# Complex Analysis/Appendix/Proofs/Theorem 1.1

We prove that a set ${\mathfrak {G}}\subset \mathbb {C}$ is closed if and only if it contains all of its limit points.

We assume that ${\mathfrak {G}}$ contains all of its limit points and we show that its complement is open. Let $z_{0}\in \mathbb {C} -{\mathfrak {G}}$ . Then, since $z_{0}$ is not a limit point of ${\mathfrak {G}}$ , there is a ball $B_{\delta }(z_{0})$ that contains no point of ${\mathfrak {G}}$ , that is $B_{\delta }(z_{0})\subset \mathbb {C} -{\mathfrak {G}}$ . Since this is true for all $z_{0}\in \mathbb {C} -{\mathfrak {G}}$ , it follows that ${\mathfrak {G}}$ is closed.

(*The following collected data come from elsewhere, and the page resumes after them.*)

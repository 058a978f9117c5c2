use indoc::indoc;
use integration_tests::TestServer;
use reqwest::Method;
use serde_json::json;

use crate::header;

async fn forward(server: &TestServer, method: &str, uri: &str, ip: &str) -> reqwest::Response {
    server
        .client
        .request(Method::GET, "/admission")
        .header("x-forwarded-method", method)
        .header("x-forwarded-uri", uri)
        .header("x-forwarded-for", ip)
        .send()
        .await
        .unwrap()
}

#[tokio::test]
async fn forward_auth_admits_then_rejects() {
    let server = TestServer::builder().application(axum::Router::new()).build("").await;

    let mut responses = Vec::new();

    for _ in 0..4 {
        let response = forward(&server, "POST", "/api/thoughts", "203.0.113.5").await;

        responses.push(json!({
            "status": response.status().as_u16(),
            "remaining": header(&response, "x-ratelimit-remaining"),
            "retry_after": header(&response, "retry-after"),
        }));
    }

    insta::assert_json_snapshot!(responses, @r#"
    [
      {
        "remaining": "2",
        "retry_after": null,
        "status": 204
      },
      {
        "remaining": "1",
        "retry_after": null,
        "status": 204
      },
      {
        "remaining": "0",
        "retry_after": null,
        "status": 204
      },
      {
        "remaining": "0",
        "retry_after": "300",
        "status": 429
      }
    ]
    "#);
}

#[tokio::test]
async fn forwarded_requests_are_classified() {
    let server = TestServer::start("").await;

    let search = forward(&server, "GET", "/api/thoughts?searchTerm=rust", "203.0.113.5").await;
    assert_eq!(header(&search, "x-ratelimit-limit").as_deref(), Some("30"));

    let like = forward(&server, "POST", "/api/posts/1/like", "203.0.113.5").await;
    assert_eq!(header(&like, "x-ratelimit-limit").as_deref(), Some("120"));
    assert_eq!(header(&like, "x-ratelimit-remaining").as_deref(), Some("119"));
}

#[tokio::test]
async fn forward_auth_shares_counters_with_the_layer() {
    let server = TestServer::start("").await;

    let response = forward(&server, "POST", "/api/thoughts", "203.0.113.5").await;
    assert_eq!(response.status(), 204);

    let response = server
        .client
        .request(Method::POST, "/api/thoughts")
        .header("x-forwarded-for", "203.0.113.5")
        .send()
        .await
        .unwrap();

    assert_eq!(response.status(), 201);
    assert_eq!(header(&response, "x-ratelimit-remaining").as_deref(), Some("1"));
}

#[tokio::test]
async fn missing_forwarded_headers() {
    let server = TestServer::start("").await;

    let response = server
        .client
        .request(Method::GET, "/admission")
        .header("x-forwarded-uri", "/api/thoughts")
        .send()
        .await
        .unwrap();

    assert_eq!(response.status(), 400);

    let body: serde_json::Value = response.json().await.unwrap();

    insta::assert_json_snapshot!(body, @r#"
    {
      "issues": [
        {
          "code": "admission/invalid-request",
          "message": "Missing x-forwarded-method header"
        }
      ]
    }
    "#);
}

#[tokio::test]
async fn disabled_rate_limiting_always_admits() {
    let config = indoc! {r#"
        [rate_limit]
        enabled = false
    "#};

    let server = TestServer::start(config).await;

    for _ in 0..5 {
        let response = forward(&server, "POST", "/api/thoughts", "203.0.113.5").await;

        assert_eq!(response.status(), 204);
        assert_eq!(header(&response, "x-ratelimit-limit"), None);
    }
}

#[tokio::test]
async fn admission_endpoint_can_be_disabled() {
    let config = indoc! {r#"
        [server.admission]
        enabled = false
    "#};

    let server = TestServer::start(config).await;

    let response = forward(&server, "POST", "/api/thoughts", "203.0.113.5").await;
    assert_eq!(response.status(), 404);
}

#[tokio::test]
async fn path_spellings_share_the_thought_quota() {
    let server = TestServer::builder().application(axum::Router::new()).build("").await;

    let mut statuses = Vec::new();

    for uri in ["/api/thoughts", "/api/./thoughts", "//api/thoughts", "/api/x/../thoughts"] {
        let response = forward(&server, "POST", uri, "203.0.113.44").await;

        statuses.push((
            response.status().as_u16(),
            header(&response, "x-ratelimit-limit"),
        ));
    }

    insta::assert_debug_snapshot!(statuses, @r#"
    [
        (
            204,
            Some(
                "3",
            ),
        ),
        (
            204,
            Some(
                "3",
            ),
        ),
        (
            204,
            Some(
                "3",
            ),
        ),
        (
            429,
            Some(
                "3",
            ),
        ),
    ]
    "#);
}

We now assume that there is a limit point of ${\mathfrak {G}}$ in $\mathbb {C} -{\mathfrak {G}}$ and show that ${\mathfrak {G}}$ is not closed. Let $z_{0}\in \mathbb {C} -{\mathfrak {G}}$ be a limit point of ${\mathfrak {G}}$ . Then There is no neighborhood of $z_{0}$ that is contained in the complement of ${\mathfrak {G}}$ , and therefore ${\mathfrak {G}}$ is not closed.